Work item
Search the records for lines that contain the word "static". Copy them all.

Data for analysis
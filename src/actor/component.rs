//! Actor components and capability roles
//!
//! Every unit attached to an actor is stored as an [`ActorComponent`], a sum
//! type over the roles the runtime recognises. Role-specific traits extend
//! the common [`Component`] hook set.

use glam::Vec3;
use serde::{Deserialize, Serialize};

use crate::actor::WeakActorRef;
use crate::core::types::{ActorId, ActorShape};
use crate::world::spawn::SpawnPoint;

/// Capability roles a component can fill
#[derive(Debug, Clone, Copy, PartialEq, Eq, Hash, Serialize, Deserialize)]
pub enum Role {
    Behavior,
    Movement,
    ManualAnimator,
    Generic,
}

impl Role {
    /// Singleton roles may be filled by at most one unit per actor
    pub fn is_singleton(&self) -> bool {
        matches!(self, Role::Behavior | Role::Movement)
    }
}

/// Back-reference handed to every component when its actor initializes
#[derive(Debug, Clone)]
pub struct ComponentOwner {
    pub id: ActorId,
    pub name: String,
    pub shape: ActorShape,
    /// Handle to the owning actor. The actor is mutably borrowed while it
    /// fans hooks out, so only upgrade this outside of a hook.
    pub handle: WeakActorRef,
}

/// Hooks shared by every behavior unit.
///
/// Hooks returning `bool` report "handled": returning `true` stops the
/// fan-out so later units never see the call.
pub trait Component {
    fn initialize(&mut self, _owner: &ComponentOwner) {}

    fn on_think(&mut self, _dt: f32) -> bool {
        false
    }

    fn on_set_facing(&mut self, _facing: Vec3) -> bool {
        false
    }

    /// Veto a spawn or re-spawn before it happens
    fn accepts_spawn(&self, _spawn_point: Option<&SpawnPoint>) -> bool {
        true
    }

    fn on_spawn(&mut self, _spawn_point: Option<&SpawnPoint>) -> bool {
        false
    }

    fn on_respawn(&mut self, _spawn_point: Option<&SpawnPoint>) -> bool {
        false
    }

    fn on_despawn(&mut self) -> bool {
        false
    }

    fn on_move_state_changed(&mut self) -> bool {
        false
    }
}

/// Decision-making unit
pub trait BehaviorComponent: Component {
    fn can_move(&self) -> bool {
        true
    }
}

/// Unit that owns the actor's simulated position
pub trait MovementComponent: Component {
    fn position(&self) -> Vec3;

    fn teleport(&mut self, position: Vec3);

    fn velocity(&self) -> Vec3 {
        Vec3::ZERO
    }

    fn set_velocity(&mut self, _velocity: Vec3) {}
}

/// Unit that drives animation by hand instead of through an animator graph
pub trait ManualAnimatorComponent: Component {
    fn is_animating(&self) -> bool;
}

/// A unit attached to an actor, tagged with its role
pub enum ActorComponent {
    Behavior(Box<dyn BehaviorComponent>),
    Movement(Box<dyn MovementComponent>),
    ManualAnimator(Box<dyn ManualAnimatorComponent>),
    Generic(Box<dyn Component>),
}

macro_rules! dispatch {
    ($self:expr, $unit:ident => $call:expr) => {
        match $self {
            ActorComponent::Behavior($unit) => $call,
            ActorComponent::Movement($unit) => $call,
            ActorComponent::ManualAnimator($unit) => $call,
            ActorComponent::Generic($unit) => $call,
        }
    };
}

impl ActorComponent {
    pub fn behavior(unit: impl BehaviorComponent + 'static) -> Self {
        ActorComponent::Behavior(Box::new(unit))
    }

    pub fn movement(unit: impl MovementComponent + 'static) -> Self {
        ActorComponent::Movement(Box::new(unit))
    }

    pub fn manual_animator(unit: impl ManualAnimatorComponent + 'static) -> Self {
        ActorComponent::ManualAnimator(Box::new(unit))
    }

    pub fn generic(unit: impl Component + 'static) -> Self {
        ActorComponent::Generic(Box::new(unit))
    }

    pub fn role(&self) -> Role {
        match self {
            ActorComponent::Behavior(_) => Role::Behavior,
            ActorComponent::Movement(_) => Role::Movement,
            ActorComponent::ManualAnimator(_) => Role::ManualAnimator,
            ActorComponent::Generic(_) => Role::Generic,
        }
    }

    pub fn initialize(&mut self, owner: &ComponentOwner) {
        dispatch!(self, unit => unit.initialize(owner))
    }

    pub fn on_think(&mut self, dt: f32) -> bool {
        dispatch!(self, unit => unit.on_think(dt))
    }

    pub fn on_set_facing(&mut self, facing: Vec3) -> bool {
        dispatch!(self, unit => unit.on_set_facing(facing))
    }

    pub fn accepts_spawn(&self, spawn_point: Option<&SpawnPoint>) -> bool {
        dispatch!(self, unit => unit.accepts_spawn(spawn_point))
    }

    pub fn on_spawn(&mut self, spawn_point: Option<&SpawnPoint>) -> bool {
        dispatch!(self, unit => unit.on_spawn(spawn_point))
    }

    pub fn on_respawn(&mut self, spawn_point: Option<&SpawnPoint>) -> bool {
        dispatch!(self, unit => unit.on_respawn(spawn_point))
    }

    pub fn on_despawn(&mut self) -> bool {
        dispatch!(self, unit => unit.on_despawn())
    }

    pub fn on_move_state_changed(&mut self) -> bool {
        dispatch!(self, unit => unit.on_move_state_changed())
    }
}

impl std::fmt::Debug for ActorComponent {
    fn fmt(&self, f: &mut std::fmt::Formatter<'_>) -> std::fmt::Result {
        write!(f, "ActorComponent::{:?}", self.role())
    }
}

/// Typed view of one role, used for capability lookups
pub trait Capability {
    const ROLE: Role;
    type Unit: ?Sized;

    fn view(component: &ActorComponent) -> Option<&Self::Unit>;
    fn view_mut(component: &mut ActorComponent) -> Option<&mut Self::Unit>;
}

macro_rules! capability {
    ($marker:ident, $variant:ident, $unit:ty) => {
        /// Capability marker for the role of the same name
        pub struct $marker;

        impl Capability for $marker {
            const ROLE: Role = Role::$variant;
            type Unit = $unit;

            fn view(component: &ActorComponent) -> Option<&Self::Unit> {
                match component {
                    ActorComponent::$variant(unit) => Some(&**unit),
                    _ => None,
                }
            }

            fn view_mut(component: &mut ActorComponent) -> Option<&mut Self::Unit> {
                match component {
                    ActorComponent::$variant(unit) => Some(&mut **unit),
                    _ => None,
                }
            }
        }
    };
}

capability!(Behavior, Behavior, dyn BehaviorComponent);
capability!(Movement, Movement, dyn MovementComponent);
capability!(ManualAnimator, ManualAnimator, dyn ManualAnimatorComponent);
capability!(Generic, Generic, dyn Component);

Completed task
    pub fn behavior(unit: impl BehaviorComponent + 'static) -> Self {
    pub fn movement(unit: impl MovementComponent + 'static) -> Self {
    pub fn manual_animator(unit: impl ManualAnimatorComponent + 'static) -> Self {
    pub fn generic(unit: impl Component + 'static) -> Self {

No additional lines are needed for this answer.